* **Task**:
Your task is to find every line of the listing that includes "transport" and copy it.

* **Recorded data**:
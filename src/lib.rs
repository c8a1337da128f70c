// SPDX-License-Identifier: MIT
// SPDX-FileCopyrightText: 2025-2026 natyamatsya contributors
//
// Lock-free shared-memory audio stream transport between plugin instances.
//
// Independent plugin instances — possibly in different processes —
// publish and subscribe to named multi-channel audio streams through a
// shared-memory catalog. The real-time audio thread never locks,
// allocates, or blocks: all catalog lookups, stream creation/teardown,
// and garbage collection happen on a background maintenance thread,
// with single-slot atomic mailboxes carrying state between the two.

mod error;
pub use error::{Error, Result};

mod shm;
pub use shm::{Segment, SegmentMode};

mod osc;
pub use osc::OscRing;

mod mailbox;
pub use mailbox::{
    ConnectionStatus, RequestPool, RequestSlot, StateCell, StreamName, StreamParams, MAX_NAME_LEN,
    REQUEST_SLOTS,
};

mod stream;
pub use stream::{
    sanitize, AudioStream, StreamHandle, MAX_STREAM_CHANNELS, MAX_STREAM_LENGTH, STREAM_MAGIC,
};

mod catalog;
pub use catalog::{
    Catalog, CatalogClient, CatalogRecord, CATALOG_TTL, MAX_DOMAIN_LEN, MAX_RECORDS,
};

mod send;
pub use send::AudioSend;

mod ret;
pub use ret::{AudioReturn, STALL_THRESHOLD};

mod client;
pub use client::{
    CatalogFactory, PortMeta, PortRole, PortSet, SharedCatalogFactory, ShmClient,
    DEFAULT_MAINTENANCE_PERIOD, MIN_STREAM_LENGTH,
};

pub mod rt;
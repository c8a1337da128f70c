// SPDX-License-Identifier: MIT
// SPDX-FileCopyrightText: 2025-2026 natyamatsya contributors
//
// Status taxonomy for the stream transport. The shm platform layer keeps
// plain io::Result; everything above it speaks this enum.

use std::io;

use thiserror::Error;

/// Failure modes of the stream transport.
///
/// Real-time paths never surface these upward — they degrade to zero-fill
/// reads, no-op writes, or a `false` return instead. The background
/// maintenance cycle consumes them and retries on the next pass.
#[derive(Debug, Error)]
pub enum Error {
    /// Malformed call (zero-length submit, bad channel index, name too long).
    #[error("bad arguments")]
    BadArguments,
    /// I/O call outside a begin/end bracket, or double-begin.
    #[error("bad state")]
    BadState,
    /// Ring buffer is empty.
    #[error("no data")]
    NoData,
    /// Fixed-capacity table or pool is exhausted.
    #[error("out of memory")]
    NoMem,
    /// Not enough room for the message, or the destination is too small.
    #[error("overflow")]
    Overflow,
    /// Message alone exceeds the total capacity.
    #[error("message too big")]
    TooBig,
    /// Stored framing disagrees with the occupancy counter.
    #[error("corrupted")]
    Corrupted,
    /// Catalog lookup miss.
    #[error("not found")]
    NotFound,
    /// Shared-memory syscall failure.
    #[error(transparent)]
    Io(#[from] io::Error),
}

pub type Result<T> = std::result::Result<T, Error>;
// SPDX-License-Identifier: MIT
// Copyright 2026 Roland Dreier <roland@rolandd.dev>

//! Habit CRUD and the daily check-in.
//!
//! Listing reconciles the cached `completedToday` flag against the
//! current server-local day before responding, so a habit checked
//! yesterday shows up unchecked this morning without any scheduled job.

use axum::extract::{Path, State};
use axum::http::StatusCode;
use axum::response::IntoResponse;
use axum::routing::{delete, get, patch};
use axum::{Extension, Json, Router};
use chrono::Utc;
use serde::Deserialize;
use std::sync::Arc;

use crate::error::AppError;
use crate::middleware::auth::CurrentUser;
use crate::models::{Habit, HabitCheckIn, HabitView};
use crate::routes::MessageResponse;
use crate::time_utils::{local_day, today};
use crate::AppState;

pub fn routes() -> Router<Arc<AppState>> {
    Router::new()
        .route("/habits", get(list_habits).post(create_habit))
        .route("/habits/{id}/check", patch(check_in))
        .route("/habits/{id}", delete(delete_habit))
}

#[derive(Deserialize)]
struct CreateHabitRequest {
    title: Option<String>,
    description: Option<String>,
    category: Option<String>,
    color: Option<String>,
}

async fn list_habits(
    State(state): State<Arc<AppState>>,
    Extension(current): Extension<CurrentUser>,
) -> Result<Json<Vec<HabitView>>, AppError> {
    let mut habits = state.store.habits_for_owner(&current.user.id).await?;

    let today = today();
    let mut changed = Vec::new();
    for habit in habits.iter_mut() {
        if habit.reconcile_daily_flag(today) {
            changed.push(habit.clone());
        }
    }
    if !changed.is_empty() {
        state.store.batch_upsert_habits(&changed).await?;
        tracing::debug!(count = changed.len(), "Reset stale completedToday flags");
    }

    Ok(Json(habits.iter().map(HabitView::from).collect()))
}

async fn create_habit(
    State(state): State<Arc<AppState>>,
    Extension(current): Extension<CurrentUser>,
    Json(body): Json<CreateHabitRequest>,
) -> Result<impl IntoResponse, AppError> {
    // An empty title is allowed; the storage schema only trims it
    let title = body.title.map(|t| t.trim().to_string()).unwrap_or_default();

    let habit = Habit::new(
        current.user.id.clone(),
        title,
        normalize(body.description),
        normalize(body.category),
        normalize(body.color),
        Utc::now(),
    );
    state.store.upsert_habit(&habit).await?;

    Ok((StatusCode::CREATED, Json(HabitView::from(&habit))))
}

/// Check a habit off for the current server-local day.
///
/// The habit document guards the common case, but the authoritative
/// arbiter is the create-only marker insert: of two concurrent check-ins
/// on the same day exactly one creates the marker. The loser gets a
/// conflict and the habit document is never double-counted.
async fn check_in(
    State(state): State<Arc<AppState>>,
    Extension(current): Extension<CurrentUser>,
    Path(id): Path<String>,
) -> Result<Json<HabitView>, AppError> {
    let mut habit = owned_habit(&state, &current.user.id, &id).await?;

    let now = Utc::now();
    if !habit.apply_check_in(now) {
        return Err(AppError::Conflict(
            "Habit already completed today".to_string(),
        ));
    }

    let marker = HabitCheckIn::new(&habit, local_day(now), now);
    if !state.store.insert_check_in(&marker).await? {
        return Err(AppError::Conflict(
            "Habit already completed today".to_string(),
        ));
    }

    if let Err(e) = state.store.upsert_habit(&habit).await {
        // Roll the marker back so a retry is not locked out for the day
        if let Err(cleanup) = state.store.delete_check_in(&marker.id).await {
            tracing::warn!(
                marker_id = %marker.id,
                error = %cleanup,
                "Failed to remove check-in marker after habit write failure"
            );
        }
        return Err(e);
    }

    tracing::info!(habit_id = %habit.id, streak = habit.streak, "Habit checked in");
    Ok(Json(HabitView::from(&habit)))
}

async fn delete_habit(
    State(state): State<Arc<AppState>>,
    Extension(current): Extension<CurrentUser>,
    Path(id): Path<String>,
) -> Result<Json<MessageResponse>, AppError> {
    let habit = owned_habit(&state, &current.user.id, &id).await?;
    state.store.delete_habit(&habit.id).await?;

    // Orphaned markers are harmless, so cleanup is best-effort
    match state.store.delete_check_ins_for_habit(&habit.id).await {
        Ok(removed) if removed > 0 => {
            tracing::debug!(habit_id = %habit.id, removed, "Removed check-in markers");
        }
        Ok(_) => {}
        Err(e) => {
            tracing::warn!(habit_id = %habit.id, error = %e, "Failed to clean up check-in markers");
        }
    }

    Ok(Json(MessageResponse::ok("Habit deleted successfully")))
}

/// Fetch a habit visible to `owner_id`. Habits owned by someone else
/// look exactly like missing ones.
async fn owned_habit(
    state: &Arc<AppState>,
    owner_id: &str,
    habit_id: &str,
) -> Result<Habit, AppError> {
    state
        .store
        .get_habit(habit_id)
        .await?
        .filter(|habit| habit.owner_id == owner_id)
        .ok_or_else(|| AppError::NotFound("Habit not found".to_string()))
}

fn normalize(field: Option<String>) -> Option<String> {
    field.map(|v| v.trim().to_string()).filter(|v| !v.is_empty())
}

* **Answer box**:
// Lock-free shared-memory audio stream transport between plugin instances.
// Status taxonomy for the stream transport. The shm platform layer keeps
/// Failure modes of the stream transport.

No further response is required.